**Activity**
Show every line below where "filename" appears.

**Given data**
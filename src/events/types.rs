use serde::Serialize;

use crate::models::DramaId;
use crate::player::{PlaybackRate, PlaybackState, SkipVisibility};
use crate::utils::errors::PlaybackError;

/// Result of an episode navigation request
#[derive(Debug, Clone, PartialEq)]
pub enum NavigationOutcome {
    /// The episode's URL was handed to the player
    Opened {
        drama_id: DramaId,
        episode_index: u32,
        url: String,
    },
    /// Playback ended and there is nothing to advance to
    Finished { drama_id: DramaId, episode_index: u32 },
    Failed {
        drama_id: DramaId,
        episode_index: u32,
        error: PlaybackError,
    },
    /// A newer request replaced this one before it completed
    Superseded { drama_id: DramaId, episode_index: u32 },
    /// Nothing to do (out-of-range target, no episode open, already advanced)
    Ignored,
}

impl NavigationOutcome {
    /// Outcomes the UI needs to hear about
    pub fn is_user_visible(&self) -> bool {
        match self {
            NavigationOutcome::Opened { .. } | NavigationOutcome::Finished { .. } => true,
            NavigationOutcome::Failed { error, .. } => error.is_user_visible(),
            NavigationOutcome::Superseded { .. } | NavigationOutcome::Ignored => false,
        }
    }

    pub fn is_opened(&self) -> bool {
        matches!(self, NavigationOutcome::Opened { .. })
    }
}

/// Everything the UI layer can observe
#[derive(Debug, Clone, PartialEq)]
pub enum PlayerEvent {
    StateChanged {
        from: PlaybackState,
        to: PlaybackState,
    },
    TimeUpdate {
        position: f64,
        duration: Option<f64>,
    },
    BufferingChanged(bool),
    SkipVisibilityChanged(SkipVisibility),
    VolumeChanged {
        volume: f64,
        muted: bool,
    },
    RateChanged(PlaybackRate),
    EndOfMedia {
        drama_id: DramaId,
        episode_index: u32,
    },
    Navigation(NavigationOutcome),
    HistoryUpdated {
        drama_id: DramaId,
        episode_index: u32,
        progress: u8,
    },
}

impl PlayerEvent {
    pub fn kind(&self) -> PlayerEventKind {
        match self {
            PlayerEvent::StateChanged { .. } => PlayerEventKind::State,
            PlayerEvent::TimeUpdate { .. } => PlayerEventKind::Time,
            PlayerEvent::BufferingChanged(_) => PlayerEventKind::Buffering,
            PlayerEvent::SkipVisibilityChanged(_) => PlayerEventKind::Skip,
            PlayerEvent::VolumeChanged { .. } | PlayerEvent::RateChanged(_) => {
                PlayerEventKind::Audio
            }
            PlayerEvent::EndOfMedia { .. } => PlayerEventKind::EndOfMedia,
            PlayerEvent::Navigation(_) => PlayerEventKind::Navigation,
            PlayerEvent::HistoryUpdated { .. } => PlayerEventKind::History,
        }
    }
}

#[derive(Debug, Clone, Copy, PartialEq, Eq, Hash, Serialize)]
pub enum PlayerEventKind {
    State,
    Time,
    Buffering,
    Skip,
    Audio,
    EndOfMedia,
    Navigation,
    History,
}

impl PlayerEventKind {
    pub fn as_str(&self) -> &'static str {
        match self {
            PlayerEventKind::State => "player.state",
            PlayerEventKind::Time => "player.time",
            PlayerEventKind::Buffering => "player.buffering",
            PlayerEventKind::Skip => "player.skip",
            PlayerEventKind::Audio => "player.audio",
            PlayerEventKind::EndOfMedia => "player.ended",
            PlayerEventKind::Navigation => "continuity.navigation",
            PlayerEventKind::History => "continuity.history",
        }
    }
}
--
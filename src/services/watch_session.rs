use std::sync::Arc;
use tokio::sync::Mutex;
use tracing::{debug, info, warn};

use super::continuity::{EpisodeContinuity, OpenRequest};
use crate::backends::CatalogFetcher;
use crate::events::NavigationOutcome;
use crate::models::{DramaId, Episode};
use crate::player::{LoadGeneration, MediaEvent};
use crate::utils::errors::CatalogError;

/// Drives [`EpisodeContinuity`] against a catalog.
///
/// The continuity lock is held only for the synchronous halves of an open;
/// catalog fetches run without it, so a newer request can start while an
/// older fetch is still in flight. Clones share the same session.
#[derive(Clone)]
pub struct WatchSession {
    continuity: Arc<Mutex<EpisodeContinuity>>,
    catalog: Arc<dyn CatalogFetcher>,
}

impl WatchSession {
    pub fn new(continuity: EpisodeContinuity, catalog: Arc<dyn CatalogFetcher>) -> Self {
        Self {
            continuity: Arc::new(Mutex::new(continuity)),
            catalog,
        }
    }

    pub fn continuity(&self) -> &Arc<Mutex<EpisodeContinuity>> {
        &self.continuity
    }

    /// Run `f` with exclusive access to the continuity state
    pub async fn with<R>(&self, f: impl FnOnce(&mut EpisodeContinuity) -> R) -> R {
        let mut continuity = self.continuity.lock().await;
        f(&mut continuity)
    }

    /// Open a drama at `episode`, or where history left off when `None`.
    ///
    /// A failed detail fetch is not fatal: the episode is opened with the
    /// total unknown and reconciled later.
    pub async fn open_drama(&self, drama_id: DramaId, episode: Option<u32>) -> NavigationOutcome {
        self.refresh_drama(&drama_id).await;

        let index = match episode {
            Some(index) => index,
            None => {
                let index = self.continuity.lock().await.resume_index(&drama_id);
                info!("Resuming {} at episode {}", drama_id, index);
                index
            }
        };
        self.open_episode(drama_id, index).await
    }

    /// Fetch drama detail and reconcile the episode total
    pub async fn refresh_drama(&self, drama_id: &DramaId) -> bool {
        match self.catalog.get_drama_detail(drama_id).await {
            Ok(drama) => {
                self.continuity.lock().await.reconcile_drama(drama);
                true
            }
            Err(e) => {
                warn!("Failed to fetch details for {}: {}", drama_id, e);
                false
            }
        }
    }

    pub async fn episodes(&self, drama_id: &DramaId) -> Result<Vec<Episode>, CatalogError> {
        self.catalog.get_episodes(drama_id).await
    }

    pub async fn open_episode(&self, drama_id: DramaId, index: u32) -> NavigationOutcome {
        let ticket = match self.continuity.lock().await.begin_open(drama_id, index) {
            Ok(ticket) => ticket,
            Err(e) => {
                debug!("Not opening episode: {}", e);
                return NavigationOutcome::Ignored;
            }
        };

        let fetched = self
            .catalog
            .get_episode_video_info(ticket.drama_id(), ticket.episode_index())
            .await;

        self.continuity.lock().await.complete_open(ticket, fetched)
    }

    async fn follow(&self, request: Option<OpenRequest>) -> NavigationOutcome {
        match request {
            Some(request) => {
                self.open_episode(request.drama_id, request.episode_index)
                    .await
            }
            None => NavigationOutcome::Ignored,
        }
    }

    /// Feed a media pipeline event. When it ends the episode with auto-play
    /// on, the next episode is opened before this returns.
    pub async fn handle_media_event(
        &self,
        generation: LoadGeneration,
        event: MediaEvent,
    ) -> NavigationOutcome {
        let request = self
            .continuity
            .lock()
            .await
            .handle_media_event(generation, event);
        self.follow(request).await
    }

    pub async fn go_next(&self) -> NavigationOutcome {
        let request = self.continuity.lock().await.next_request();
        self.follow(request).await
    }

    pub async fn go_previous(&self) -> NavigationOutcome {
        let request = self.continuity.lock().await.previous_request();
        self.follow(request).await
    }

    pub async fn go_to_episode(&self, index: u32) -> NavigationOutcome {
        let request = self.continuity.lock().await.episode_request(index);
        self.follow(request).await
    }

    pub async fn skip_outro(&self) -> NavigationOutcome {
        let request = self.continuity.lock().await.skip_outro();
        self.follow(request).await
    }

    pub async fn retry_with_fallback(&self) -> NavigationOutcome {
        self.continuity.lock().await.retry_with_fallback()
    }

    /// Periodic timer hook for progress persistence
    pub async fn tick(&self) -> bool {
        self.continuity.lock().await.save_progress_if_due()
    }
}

**Reply**
filename src/events/types.rs
filename src/services/watch_session.rs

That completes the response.